Zimmers et al. (2005) investigated the regulation of Gdf15 in murine models of kidney and lung injury. Following CCl4 injection, increased GDF-15 protein expression in kidney and lung was detected by western blotting. In the five/sixths nephrectomy and kidney and ischemia reperfusion models, Gdf15 mRNA was increased as determined by northern blotting analysis. They also developed two models of lung injury, bleomycin administration in adult mice and prolonged hyperoxic exposure in neonates. In both cases, Gdf15 mRNA was markedly induced.

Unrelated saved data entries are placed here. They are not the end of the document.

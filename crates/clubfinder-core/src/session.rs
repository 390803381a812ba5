//! Search state and the single owner that applies search outcomes to it.
//!
//! Every search takes a [`SearchTicket`] from [`SearchSession::begin`] and
//! hands its outcome back through [`SearchSession::complete`]. An outcome
//! whose ticket is older than the last one applied is discarded, so a slow
//! search can never overwrite the results of a newer one.

use std::sync::atomic::{AtomicU64, Ordering};
use std::sync::{Mutex, PoisonError};

use serde::Serialize;

use crate::filter::ClubMatch;
use crate::geo::Coordinate;
use crate::CoreError;

/// Rejects blank addresses before any network call is made.
///
/// # Errors
///
/// Returns [`CoreError::EmptyAddress`] for empty or whitespace-only input.
pub fn validate_address(address: &str) -> Result<&str, CoreError> {
    let trimmed = address.trim();
    if trimmed.is_empty() {
        Err(CoreError::EmptyAddress)
    } else {
        Ok(trimmed)
    }
}

/// Result of one search attempt.
#[derive(Debug, Clone, PartialEq)]
pub enum SearchOutcome {
    /// Geocoding and the club fetch both succeeded.
    Found {
        location: Coordinate,
        matches: Vec<ClubMatch>,
    },
    /// Input was rejected before any request was made.
    Rejected(CoreError),
    /// The geocoder returned no candidates.
    NotFound { address: String },
    /// A request failed or returned data of the wrong shape.
    Failed { reason: String },
}

/// What the user currently sees.
#[derive(Debug, Clone, Default, PartialEq, Serialize)]
pub struct SearchState {
    pub user_location: Option<Coordinate>,
    pub results: Vec<ClubMatch>,
    /// Message for the most recent unsuccessful search, cleared on success.
    pub notice: Option<String>,
}

impl SearchState {
    /// Next state after `outcome`.
    ///
    /// Only a successful search replaces the location and results; every
    /// other outcome keeps them and records a notice.
    #[must_use]
    pub fn apply(self, outcome: SearchOutcome) -> Self {
        match outcome {
            SearchOutcome::Found { location, matches } => Self {
                user_location: Some(location),
                results: matches,
                notice: None,
            },
            SearchOutcome::Rejected(err) => Self {
                notice: Some(err.to_string()),
                ..self
            },
            SearchOutcome::NotFound { address } => Self {
                notice: Some(format!("address not found: {address}")),
                ..self
            },
            SearchOutcome::Failed { reason } => Self {
                notice: Some(format!("search failed: {reason}")),
                ..self
            },
        }
    }
}

/// Sequence token identifying one search.
#[derive(Debug, Clone, Copy, PartialEq, Eq, PartialOrd, Ord)]
pub struct SearchTicket(u64);

impl SearchTicket {
    #[must_use]
    pub fn seq(self) -> u64 {
        self.0
    }
}

struct Inner {
    state: SearchState,
    last_applied: u64,
}

/// Owner of the [`SearchState`]. Shareable across tasks.
pub struct SearchSession {
    next_ticket: AtomicU64,
    inner: Mutex<Inner>,
}

impl Default for SearchSession {
    fn default() -> Self {
        Self::new()
    }
}

impl SearchSession {
    #[must_use]
    pub fn new() -> Self {
        Self {
            next_ticket: AtomicU64::new(1),
            inner: Mutex::new(Inner {
                state: SearchState::default(),
                last_applied: 0,
            }),
        }
    }

    /// Issues the ticket for a new search.
    pub fn begin(&self) -> SearchTicket {
        SearchTicket(self.next_ticket.fetch_add(1, Ordering::SeqCst))
    }

    /// Applies `outcome` unless a newer search has already been applied.
    ///
    /// Returns `true` when the state changed hands to this outcome.
    pub fn complete(&self, ticket: SearchTicket, outcome: SearchOutcome) -> bool {
        let mut inner = self.inner.lock().unwrap_or_else(PoisonError::into_inner);
        if ticket.0 <= inner.last_applied {
            tracing::warn!(
                ticket = ticket.0,
                last_applied = inner.last_applied,
                "discarding outcome of superseded search"
            );
            return false;
        }
        inner.last_applied = ticket.0;
        let current = std::mem::take(&mut inner.state);
        inner.state = current.apply(outcome);
        true
    }

    /// Copy of the current state.
    #[must_use]
    pub fn snapshot(&self) -> SearchState {
        self.inner
            .lock()
            .unwrap_or_else(PoisonError::into_inner)
            .state
            .clone()
    }
}
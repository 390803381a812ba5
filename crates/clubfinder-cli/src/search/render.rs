use std::fmt::Write as _;

use clubfinder_core::{AppConfig, ListEntry, MapView, SearchState};

/// Plain list view: one block per club, in result order.
pub(crate) fn render_list(state: &SearchState) -> String {
    let mut out = String::new();
    if let Some(location) = state.user_location {
        let _ = writeln!(out, "Your location: {location}");
    }
    if state.results.is_empty() {
        out.push_str("No clubs found.\n");
        return out;
    }
    let _ = writeln!(out, "Clubs ({}):", state.results.len());
    for m in &state.results {
        let _ = writeln!(out, "{}", ListEntry::from(m));
    }
    out
}

/// JSON document with the map view, the list view and the current notice.
pub(crate) fn render_json(state: &SearchState, config: &AppConfig) -> serde_json::Result<String> {
    let map = MapView::from_state(state, config.map_center, config.map_zoom);
    let clubs: Vec<ListEntry> = state.results.iter().map(ListEntry::from).collect();
    serde_json::to_string_pretty(&serde_json::json!({
        "map": map,
        "clubs": clubs,
        "notice": state.notice,
    }))
}
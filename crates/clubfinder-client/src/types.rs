use serde::Deserialize;
use serde_json::Value;

/// One entry of a Nominatim `format=json` search response.
///
/// `lat`/`lon` are kept as raw JSON because Nominatim sends them as strings
/// while other compatible services send numbers.
#[derive(Debug, Clone, Deserialize)]
pub struct GeocodeCandidate {
    #[serde(default)]
    pub lat: Value,
    #[serde(default)]
    pub lon: Value,
    #[serde(default)]
    pub display_name: Option<String>,
}
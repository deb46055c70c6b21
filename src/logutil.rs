//! Keeps multi-line model text on one log line.

const MAX_PREVIEW: usize = 200;

/// Escapes newlines and tabs and truncates long text with an ellipsis.
pub fn preview(s: &str) -> String {
    let mut out = String::with_capacity(s.len().min(MAX_PREVIEW) + 4);
    for (count, ch) in s.chars().enumerate() {
        if count >= MAX_PREVIEW {
            out.push('…');
            break;
        }
        match ch {
            '\n' => out.push_str("\\n"),
            '\r' => out.push_str("\\r"),
            '\t' => out.push_str("\\t"),
            c => out.push(c),
        }
    }
    out
}
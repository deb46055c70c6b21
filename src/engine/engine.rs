use std::sync::mpsc::{Receiver, Sender};

use log::{debug, info, warn};

use crate::engine::error::TurnError;
use crate::engine::llm_client::{LlmClient, LmStudioClient};
use crate::engine::orchestrator::{TurnOrchestrator, TurnOutcome};
use crate::engine::protocol::{EngineCommand, EngineResponse};
use crate::engine::trigger::TriggerPolicy;
use crate::model::session::Session;

/// Something that can report whether the model server is reachable.
pub trait ConnectionCheck {
    fn check(&self) -> Result<String, String>;
}

impl ConnectionCheck for LmStudioClient {
    fn check(&self) -> Result<String, String> {
        self.test_connection().map_err(|e| e.to_string())
    }
}

/// Owns one session and processes commands strictly one at a time.
pub struct Engine<C, P> {
    rx: Receiver<EngineCommand>,
    tx: Sender<EngineResponse>,
    session: Session,
    orchestrator: TurnOrchestrator<C, P>,
}

impl<C, P> Engine<C, P>
where
    C: LlmClient + ConnectionCheck,
    P: TriggerPolicy,
{
    pub fn new(
        rx: Receiver<EngineCommand>,
        tx: Sender<EngineResponse>,
        orchestrator: TurnOrchestrator<C, P>,
    ) -> Self {
        Self {
            rx,
            tx,
            session: Session::default(),
            orchestrator,
        }
    }

    pub fn run(&mut self) {
        while let Ok(cmd) = self.rx.recv() {
            if !self.handle(cmd) {
                break;
            }
        }
        debug!("engine stopped");
    }

    /// Returns false once the UI side has gone away.
    fn handle(&mut self, cmd: EngineCommand) -> bool {
        let response = match cmd {
            EngineCommand::StartGame { field, role } => {
                info!("new game: {} / {}", role, field);
                self.session = Session::new(field, role);
                match self.orchestrator.open(&mut self.session) {
                    Ok(_) => EngineResponse::SessionUpdated(self.session.clone()),
                    // Nothing was recorded, so the setup screen stays up.
                    Err(TurnError::Provider(e)) => {
                        EngineResponse::InputRejected(format!("⚠ {e}. Try starting again."))
                    }
                    Err(TurnError::Invalid(e)) => {
                        warn!("rejected opening: {}", e);
                        EngineResponse::InputRejected(e.to_string())
                    }
                }
            }

            EngineCommand::Submit(input) => {
                self.run_turn(|orch, session| orch.take_turn(session, input))
            }

            EngineCommand::Reset => {
                info!("session reset");
                self.session.reset();
                EngineResponse::SessionUpdated(self.session.clone())
            }

            EngineCommand::TestConnection => {
                EngineResponse::ConnectionStatus(self.orchestrator.client().check())
            }
        };

        self.tx.send(response).is_ok()
    }

    fn run_turn<F>(&mut self, turn: F) -> EngineResponse
    where
        F: FnOnce(&mut TurnOrchestrator<C, P>, &mut Session) -> Result<TurnOutcome, TurnError>,
    {
        match turn(&mut self.orchestrator, &mut self.session) {
            Ok(_) => EngineResponse::SessionUpdated(self.session.clone()),
            // The error entry is already in the transcript.
            Err(TurnError::Provider(_)) => EngineResponse::SessionUpdated(self.session.clone()),
            Err(TurnError::Invalid(e)) => {
                warn!("rejected input: {}", e);
                EngineResponse::InputRejected(e.to_string())
            }
        }
    }
}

Gdf15 expression also increased rapidly in response to cardiovascular injury. For example, in a mouse model of myocyte enhance factor 2C (MEF2C) overexpression in the heart, which causes dilated cardiomyopathy, Gdf15 mRNA was significantly induced in the cardiomyopathic heart of adult mice. Increased Gdf15 protein expression was also confirmed by Western Blot (Xu et al., 2006). In an ischemia model, permanent coronary artery ligation was performed on mice and a rapid induction of Gdf15 mRNA was detected in the ischemic area. Coronary reperfusion after temporary ischemia also resulted in an increase of Gdf15 mRNA in the area at risk (Kempf et al., 2006).

GDF15 as a Biomarker

Because GDF15 protein concentration can be easily determined in the circulation, many studies have identified it as an important plasma biomarker that correlates with various diseases. GDF15 is associated with cardiovascular diseases such as heart failure, coronary artery disease, and atrial fibrillation. Increased circulating GDF15 levels are also found in diabetes, cancer, cognitive impairment and cachexia patients (Johnen et al., 2007; Adela and Banerjee, 2015; Tsai et al., 2016; Wollert et al., 2017). In a case-control study of initially healthy women, baseline concentrations of GDF15 were established in 257 women who had a myocardial infarction, stroke, or died from a cardiovascular event during a 4 year follow-up period and in 257 age and smoking status matched women who did not report cardiovascular disease. Women who developed cardiovascular events had higher baseline GDF15 concentrations. Concentrations above the 90th percentile were associated with a 2.7-fold increase in risk. This effect was independent of traditional cardiovascular risk factors such as C-reactive protein (Brown et al., 2002). Another study examined GDF15 levels in 14577 patients with stable coronary heart disease and found GDF15 levels to be associated with cardiovascular death, sudden death, heart failure death, cancer death, and hospitalization for heart failure (Hagstrom et al., 2017). The association between GDF15 and cardiovascular outcomes was also studies in the Framingham Heart Study (3428 participants, mean age: 59 years; 53% women). GDF15 was associated with all-cause mortality, incident heart failure, and major cardiovascular events (Wang et al., 2012). The association of GDF15 with all-cause mortality was further explored in 1391 Rancho Bernardo Study participants, mean age 70 years, with no history of cardiovascular disease and followed for a mean of 11 years. GDF15 was found to be a strong predictor of all-cause and non-cardiovascular mortality (Daniels et al., 2011).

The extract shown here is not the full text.